For this exercise, transcribe all of the records exactly as given.

# [SUPPLIED RECORDS]
Segment Open
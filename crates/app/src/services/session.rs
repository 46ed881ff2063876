//! Session — logging in before the run and out after a booking.

use std::time::Duration;

use courtbook_domain::error::CourtBookError;

use crate::ports::{Key, Page};
use crate::site;

/// Club account credentials.
#[derive(Clone)]
pub struct Credentials {
    pub username: String,
    pub password: String,
}

impl std::fmt::Debug for Credentials {
    fn fmt(&self, f: &mut std::fmt::Formatter<'_>) -> std::fmt::Result {
        f.debug_struct("Credentials")
            .field("username", &self.username)
            .field("password", &"<redacted>")
            .finish()
    }
}

/// Open the club site and sign in.
///
/// # Errors
///
/// Any driver failure: there is nothing to do without a session.
#[tracing::instrument(skip(page, credentials), fields(username = %credentials.username))]
pub async fn login<P: Page>(
    page: &P,
    base_url: &str,
    credentials: &Credentials,
) -> Result<(), CourtBookError> {
    page.goto(base_url).await?;
    page.click(&site::username_field()).await?;
    page.fill(&site::username_field(), &credentials.username).await?;
    page.press(&site::username_field(), Key::Tab).await?;
    page.fill(&site::password_field(), &credentials.password).await?;
    page.click(&site::login_submit()).await?;
    tracing::debug!("login form submitted");
    Ok(())
}

/// Click "Log Out" if it shows up within `timeout`.
///
/// Returns whether the link was clicked.
///
/// # Errors
///
/// Driver failures other than a missing link.
#[tracing::instrument(skip(page))]
pub async fn logout<P: Page>(page: &P, timeout: Duration) -> Result<bool, CourtBookError> {
    let clicked = page
        .click_within(&site::log_out_link(), timeout)
        .await?
        .is_found();
    if !clicked {
        tracing::warn!("log out link not found");
    }
    Ok(clicked)
}
//! Virtual site error types.

use courtbook_domain::error::CourtBookError;

/// Errors raised by the virtual site when the flow does something the real
/// page would not allow.
#[derive(Debug, thiserror::Error)]
pub enum VirtualSiteError {
    /// The element does not exist on the current screen.
    #[error("element not found on {screen} screen: {locator}")]
    ElementNotFound {
        screen: &'static str,
        locator: String,
    },

    /// The element exists but cannot be used yet.
    #[error("{locator} is not usable: {reason}")]
    NotUsable {
        locator: String,
        reason: &'static str,
    },
}

impl VirtualSiteError {
    /// Convert into a [`CourtBookError::Driver`].
    #[must_use]
    pub fn into_domain(self) -> CourtBookError {
        CourtBookError::Driver(Box::new(self))
    }
}

impl From<VirtualSiteError> for CourtBookError {
    fn from(err: VirtualSiteError) -> Self {
        err.into_domain()
    }
}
Segment Closed
# [RESULT OF THIS EXERCISE]
filename crates/app/src/services/session.rs
repository 46ed881ff2063876
//! Session — logging in before the run and out after a booking.

use std::time::Duration;

use courtbook_domain::error::CourtBookError;

use crate::ports::{Key, Page};
use crate::site;

/// Club account credentials.
#[derive(Clone)]
pub struct Credentials {
    pub username: String,
    pub password: String,
}

impl std::fmt::Debug for Credentials {
    fn fmt(&self, f: &mut std::fmt::Formatter<'_>) -> std::fmt::Result {
        f.debug_struct("Credentials")
            .field("username", &self.username)
            .field("password", &"<redacted>")
            .finish()
    }
}

/// Open the club site and sign in.
///
/// # Errors
///
/// Any driver failure: there is nothing to do without a session.
#[tracing::instrument(skip(page, credentials), fields(username = %credentials.username))]
pub async fn login<P: Page>(
    page: &P,
    base_url: &str,
    credentials: &Credentials,
) -> Result<(), CourtBookError> {
    page.goto(base_url).await?;
    page.click(&site::username_field()).await?;
    page.fill(&site::username_field(), &credentials.username).await?;
    page.press(&site::username_field(), Key::Tab).await?;
    page.fill(&site::password_field(), &credentials.password).await?;
    page.click(&site::login_submit()).await?;
    tracing::debug!("login form submitted");
    Ok(())
}

/// Click "Log Out" if it shows up within `timeout`.
///
/// Returns whether the link was clicked.
///
/// # Errors
///
/// Driver failures other than a missing link.
#[tracing::instrument(skip(page))]
pub async fn logout<P: Page>(page: &P, timeout: Duration) -> Result<bool, CourtBookError> {
    let clicked = page
        .click_within(&site::log_out_link(), timeout)
        .await?
        .is_found();
    if !clicked {
        tracing::warn!("log out link not found");
    }
    Ok(clicked)
}
//! Virtual site error types.

use courtbook_domain::error::CourtBookError;

/// Errors raised by the virtual site when the flow does something the real
/// page would not allow.
#[derive(Debug, thiserror::Error)]
pub enum VirtualSiteError {
    /// The element does not exist on the current screen.
    #[error("element not found on {screen} screen: {locator}")]
    ElementNotFound {
        screen: &'static str,
        locator: String,
    },

    /// The element exists but cannot be used yet.
    #[error("{locator} is not usable: {reason}")]
    NotUsable {
        locator: String,
        reason: &'static str,
    },
}

impl VirtualSiteError {
    /// Convert into a [`CourtBookError::Driver`].
    #[must_use]
    pub fn into_domain(self) -> CourtBookError {
        CourtBookError::Driver(Box::new(self))
    }
}

impl From<VirtualSiteError> for CourtBookError {
    fn from(err: VirtualSiteError) -> Self {
        err.into_domain()
    }
}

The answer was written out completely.